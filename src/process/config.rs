//! Processing client and engine configuration parsed from environment variables.

use std::time::Duration;

use crate::debounce::DEFAULT_DEBOUNCE;
use crate::source::DEFAULT_MAX_SOURCE_BYTES;

pub const DEFAULT_API_URL: &str = "http://localhost:5000/api";
pub const DEFAULT_REQUEST_TIMEOUT_SECS: u64 = 120;
pub const DEFAULT_CONNECT_TIMEOUT_SECS: u64 = 10;

#[derive(Debug, thiserror::Error)]
pub enum ConfigError {
    #[error("invalid PIXELPRESS_API_URL '{url}': {reason}")]
    InvalidApiUrl { url: String, reason: String },
}

#[derive(Debug, Clone, Copy, PartialEq, Eq)]
pub struct ProcessorTimeouts {
    pub request_secs: u64,
    pub connect_secs: u64,
}

impl Default for ProcessorTimeouts {
    fn default() -> Self {
        Self { request_secs: DEFAULT_REQUEST_TIMEOUT_SECS, connect_secs: DEFAULT_CONNECT_TIMEOUT_SECS }
    }
}

#[derive(Debug, Clone, PartialEq, Eq)]
pub struct ProcessorConfig {
    /// API base URL without trailing slash; requests go to `{api_url}/process`.
    pub api_url: String,
    pub timeouts: ProcessorTimeouts,
    pub debounce: Duration,
    pub max_source_bytes: u64,
}

impl Default for ProcessorConfig {
    fn default() -> Self {
        Self {
            api_url: DEFAULT_API_URL.to_string(),
            timeouts: ProcessorTimeouts::default(),
            debounce: DEFAULT_DEBOUNCE,
            max_source_bytes: DEFAULT_MAX_SOURCE_BYTES,
        }
    }
}

impl ProcessorConfig {
    /// Build typed config from environment variables.
    ///
    /// Optional:
    /// - `PIXELPRESS_API_URL`: default `http://localhost:5000/api`
    /// - `PIXELPRESS_REQUEST_TIMEOUT_SECS`: default 120
    /// - `PIXELPRESS_CONNECT_TIMEOUT_SECS`: default 10
    /// - `PIXELPRESS_DEBOUNCE_MS`: default 500
    /// - `PIXELPRESS_MAX_SOURCE_BYTES`: default 4 MiB
    ///
    /// # Errors
    ///
    /// Returns [`ConfigError::InvalidApiUrl`] if the URL does not parse.
    pub fn from_env() -> Result<Self, ConfigError> {
        let api_url = std::env::var("PIXELPRESS_API_URL").unwrap_or_else(|_| DEFAULT_API_URL.to_string());
        let mut config = Self::default().with_api_url(&api_url)?;
        config.timeouts = ProcessorTimeouts {
            request_secs: env_parse("PIXELPRESS_REQUEST_TIMEOUT_SECS", DEFAULT_REQUEST_TIMEOUT_SECS),
            connect_secs: env_parse("PIXELPRESS_CONNECT_TIMEOUT_SECS", DEFAULT_CONNECT_TIMEOUT_SECS),
        };
        config.debounce = Duration::from_millis(env_parse("PIXELPRESS_DEBOUNCE_MS", millis(DEFAULT_DEBOUNCE)));
        config.max_source_bytes = env_parse("PIXELPRESS_MAX_SOURCE_BYTES", DEFAULT_MAX_SOURCE_BYTES);
        Ok(config)
    }

    /// Replace the base URL after validating it.
    ///
    /// # Errors
    ///
    /// Returns [`ConfigError::InvalidApiUrl`] if the URL does not parse or is not http(s).
    pub fn with_api_url(mut self, url: &str) -> Result<Self, ConfigError> {
        let trimmed = url.trim().trim_end_matches('/');
        let parsed = reqwest::Url::parse(trimmed)
            .map_err(|e| ConfigError::InvalidApiUrl { url: url.to_string(), reason: e.to_string() })?;
        if !matches!(parsed.scheme(), "http" | "https") {
            return Err(ConfigError::InvalidApiUrl { url: url.to_string(), reason: "scheme must be http or https".into() });
        }
        self.api_url = trimmed.to_string();
        Ok(self)
    }

    /// Full URL of the processing endpoint.
    #[must_use]
    pub fn process_url(&self) -> String {
        format!("{}/process", self.api_url)
    }
}

fn millis(d: Duration) -> u64 {
    u64::try_from(d.as_millis()).unwrap_or(u64::MAX)
}

fn env_parse<T>(key: &str, default: T) -> T
where
    T: std::str::FromStr + Copy,
{
    std::env::var(key)
        .ok()
        .and_then(|v| v.parse::<T>().ok())
        .unwrap_or(default)
}

#[cfg(test)]
#[path = "config_test.rs"]
mod tests;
#####
◆ **The task**
Work through the entries, filtering for the string "Result", and copy each line that holds it.

◆ **Reply**
    pub fn from_env() -> Result<Self, ConfigError> {
    pub fn with_api_url(mut self, url: &str) -> Result<Self, ConfigError> {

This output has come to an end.